Matthew Harding uses a tried and tested trope with “Iron Ape”: the discovery of a scientific artefact that goes hideously awry. But it’s an intelligent story, evocatively told, and the mechanical monstrosity of the title has a palpable presence of violent power even before the threat is actually unleashed.

“The Decent Thing” by V.C. Jones is a single-page flash piece that leads nicely into “Parlour Games” by Mike Chinn. Here, a sinister Russian brings the after-dinner entertainment to a smoking room familiar with illusion and grand-guignol, but not quite expecting the terrors that will arrive when the clock chimes midnight.

The second flash piece is “Serendipity” by Trudi Topham, a gruesome but light-hearted Vault of Horror style story of graverobbery and reanimation. Finally, the proceedings are closed with”A Game of Billiards” by Craig Herbertson. This is an engaging and neat finale regarding a colonial-era love-squabble that concludes with brutal retribution.

While the quality of the stories is good, “Tales from the Smoking Room” is clearly published from a home printer and would’ve been improved by keener editing. There are several errors and the font is strangely peppered with gaps and too small for A4, but for £2 (Yes, that’s £2) it’s tremendous value for money. Light your cigar, have the butler pour you a large glass of port, and enjoy.

4 thoughts on “Review – Tales From The Smoking Room, edited by Benedict J Jones and VC Jones

  1. Great to see you review the Zine and glad that you enjoyed the stories.
    Of course most pleasing to me is that my story solicited a shudder from you.
    Always great to hear that.
    Cheers.

  2. cheers – thanks very much for giving it a read! glad you enjoyed it and if we put anything else i definitely be trying to sort out a better font and improve my editting – cheers agian!
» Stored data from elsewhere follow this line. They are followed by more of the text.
use chrono::{DateTime, Utc};
use serde::{Deserialize, Serialize};
use utoipa::ToSchema;
use uuid::Uuid;

/// A family member's health-relevant record. The `name` is free text and may
/// embed a condition keyword ("Diabetes Type 2"), which the risk scorer
/// searches case-insensitively. Records are an unordered set: there is no
/// recency semantics, all of them are considered simultaneously.
#[derive(Debug, Clone, Serialize, Deserialize, ToSchema)]
pub struct HereditaryRecord {
    pub id: Uuid,
    pub user_id: Option<Uuid>,
    pub name: Option<String>,
    /// Relationship to the user, e.g. "Father".
    pub relation_type: Option<String>,
    pub contact: Option<String>,
    pub created_at: DateTime<Utc>,
}
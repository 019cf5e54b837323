use prometheus::{
    Encoder, HistogramOpts, HistogramVec, IntCounter, IntCounterVec, IntGauge, Opts, Registry,
    TextEncoder,
};

#[derive(Clone)]
pub struct Metrics {
    registry: Registry,
    pub transitions_total: IntCounterVec,
    pub adapter_calls_total: IntCounterVec,
    pub adapter_latency_seconds: HistogramVec,
    pub notifications_total: IntCounterVec,
    pub hook_failures_total: IntCounterVec,
    pub cold_chain_breaches_total: IntCounter,
    pub ws_connections: IntGauge,
}

impl Metrics {
    pub fn new() -> Self {
        let registry = Registry::new();

        let transitions_total = IntCounterVec::new(
            Opts::new("transitions_total", "Ledger transition attempts by operation and outcome"),
            &["operation", "outcome"],
        )
        .expect("valid transitions_total metric");

        let adapter_calls_total = IntCounterVec::new(
            Opts::new("adapter_calls_total", "External adapter calls by adapter and outcome"),
            &["adapter", "outcome"],
        )
        .expect("valid adapter_calls_total metric");

        let adapter_latency_seconds = HistogramVec::new(
            HistogramOpts::new(
                "adapter_latency_seconds",
                "Latency of external adapter calls in seconds",
            ),
            &["adapter"],
        )
        .expect("valid adapter_latency_seconds metric");

        let notifications_total = IntCounterVec::new(
            Opts::new("notifications_total", "Fan-out notifications by outcome"),
            &["outcome"],
        )
        .expect("valid notifications_total metric");

        let hook_failures_total = IntCounterVec::new(
            Opts::new("hook_failures_total", "Failed post-commit hooks by hook"),
            &["hook"],
        )
        .expect("valid hook_failures_total metric");

        let cold_chain_breaches_total = IntCounter::new(
            "cold_chain_breaches_total",
            "Temperature readings above the cold-chain threshold",
        )
        .expect("valid cold_chain_breaches_total metric");

        let ws_connections = IntGauge::new("ws_connections", "Open websocket connections")
            .expect("valid ws_connections metric");

        registry
            .register(Box::new(transitions_total.clone()))
            .expect("register transitions_total");
        registry
            .register(Box::new(adapter_calls_total.clone()))
            .expect("register adapter_calls_total");
        registry
            .register(Box::new(adapter_latency_seconds.clone()))
            .expect("register adapter_latency_seconds");
        registry
            .register(Box::new(notifications_total.clone()))
            .expect("register notifications_total");
        registry
            .register(Box::new(hook_failures_total.clone()))
            .expect("register hook_failures_total");
        registry
            .register(Box::new(cold_chain_breaches_total.clone()))
            .expect("register cold_chain_breaches_total");
        registry
            .register(Box::new(ws_connections.clone()))
            .expect("register ws_connections");

        Self {
            registry,
            transitions_total,
            adapter_calls_total,
            adapter_latency_seconds,
            notifications_total,
            hook_failures_total,
            cold_chain_breaches_total,
            ws_connections,
        }
    }

    pub fn encode(&self) -> Result<String, String> {
        let metric_families = self.registry.gather();
        let mut buffer = Vec::new();

        TextEncoder::new()
            .encode(&metric_families, &mut buffer)
            .map_err(|err| format!("failed to encode metrics: {err}"))?;

        String::from_utf8(buffer).map_err(|err| format!("metrics are not valid utf8: {err}"))
    }
}

impl Default for Metrics {
    fn default() -> Self {
        Self::new()
    }
}
use std::sync::Arc;

use axum::extract::ws::rejection::WebSocketUpgradeRejection;
use axum::extract::ws::{Message, WebSocket, WebSocketUpgrade};
use axum::extract::{Query, State};
use axum::http::HeaderMap;
use axum::response::{IntoResponse, Response};
use futures::SinkExt;
use futures::StreamExt;
use serde::Deserialize;
use serde_json::json;
use tokio::sync::mpsc;
use tokio_stream::wrappers::ReceiverStream;
use tracing::{debug, info, warn};

use crate::api::rest::auth::{actor_from_token, bearer_token, origin};
use crate::error::AppError;
use crate::models::actor::Actor;
use crate::notify::ConnectionId;
use crate::state::AppState;

#[derive(Debug, Deserialize)]
#[serde(tag = "action", rename_all = "snake_case")]
enum ClientCommand {
    Join { channel: String },
    Leave { channel: String },
}

#[derive(Debug, Deserialize)]
pub struct WsParams {
    /// Browsers cannot set headers on an upgrade request.
    pub token: Option<String>,
}

pub async fn ws_handler(
    State(state): State<Arc<AppState>>,
    Query(params): Query<WsParams>,
    headers: HeaderMap,
    ws: Result<WebSocketUpgrade, WebSocketUpgradeRejection>,
) -> Response {
    let actor = match bearer_token(&headers)
        .or(params.token.as_deref())
        .ok_or_else(|| AppError::Unauthenticated("missing bearer token".to_string()))
        .and_then(|token| actor_from_token(&state.jwt_secret, token, origin(&headers)))
    {
        Ok(actor) => actor,
        Err(err) => return err.into_response(),
    };

    match ws {
        Ok(ws) => ws.on_upgrade(move |socket| handle_socket(socket, state, actor)),
        Err(rejection) => rejection.into_response(),
    }
}

async fn handle_socket(socket: WebSocket, state: Arc<AppState>, actor: Actor) {
    let (mut sender, mut receiver) = socket.split();
    let (connection, rx) = state.fanout.connect();
    let (reply_tx, mut reply_rx) = mpsc::channel::<String>(16);
    state.metrics.ws_connections.inc();

    info!(connection_id = %connection, user_id = %actor.user_id, "websocket client connected");

    let mut notifications = ReceiverStream::new(rx);
    let send_task = tokio::spawn(async move {
        loop {
            let json = tokio::select! {
                Some(notification) = notifications.next() => {
                    match serde_json::to_string(&notification) {
                        Ok(json) => json,
                        Err(err) => {
                            warn!(error = %err, "failed to serialize notification for ws");
                            continue;
                        }
                    }
                }
                Some(reply) = reply_rx.recv() => reply,
                else => break,
            };

            if sender.send(Message::Text(json)).await.is_err() {
                break;
            }
        }
    });

    let recv_state = state.clone();
    let recv_task = tokio::spawn(async move {
        while let Some(Ok(msg)) = receiver.next().await {
            match msg {
                Message::Text(text) => {
                    let reply = apply_command(&recv_state, &actor, connection, &text).await;
                    if reply_tx.send(reply.to_string()).await.is_err() {
                        break;
                    }
                }
                Message::Close(_) => break,
                _ => {}
            }
        }
    });

    tokio::select! {
        _ = send_task => {},
        _ = recv_task => {},
    }

    state.fanout.disconnect(connection);
    state.metrics.ws_connections.dec();
    info!(connection_id = %connection, "websocket client disconnected");
}

async fn apply_command(
    state: &AppState,
    actor: &Actor,
    connection: ConnectionId,
    text: &str,
) -> serde_json::Value {
    let command = match serde_json::from_str::<ClientCommand>(text) {
        Ok(command) => command,
        Err(err) => {
            debug!(connection_id = %connection, error = %err, "ignoring malformed ws command");
            return json!({ "error": "bad_request", "message": "unrecognised command" });
        }
    };

    match command {
        ClientCommand::Join { channel } => {
            let joined = state
                .orchestrator
                .authorize_channel(actor, &channel)
                .await
                .and_then(|_| {
                    state
                        .fanout
                        .join(connection, &channel)
                        .map_err(|err| AppError::Internal(err.to_string()))
                });
            match joined {
                Ok(()) => json!({ "ack": "join", "channel": channel }),
                Err(err) => {
                    warn!(connection_id = %connection, channel = %channel, error = %err, "join refused");
                    json!({ "error": err.code(), "message": err.to_string() })
                }
            }
        }
        ClientCommand::Leave { channel } => {
            state.fanout.leave(connection, &channel);
            json!({ "ack": "leave", "channel": channel })
        }
    }
}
  3. Matthew, I have a thing about eyes. You got me.

    Benedict, I do understand the desire to keep it very affordable. But if you can get a crop of interestingly themed stories of that quality for another project, I think with a professional presentation you could easily charge more and people wouldn’t mind paying.

  4. cheers, you’re probably right on that and a few people have asked why it wasn’t done at a pro printers etc. Live and learn i guess!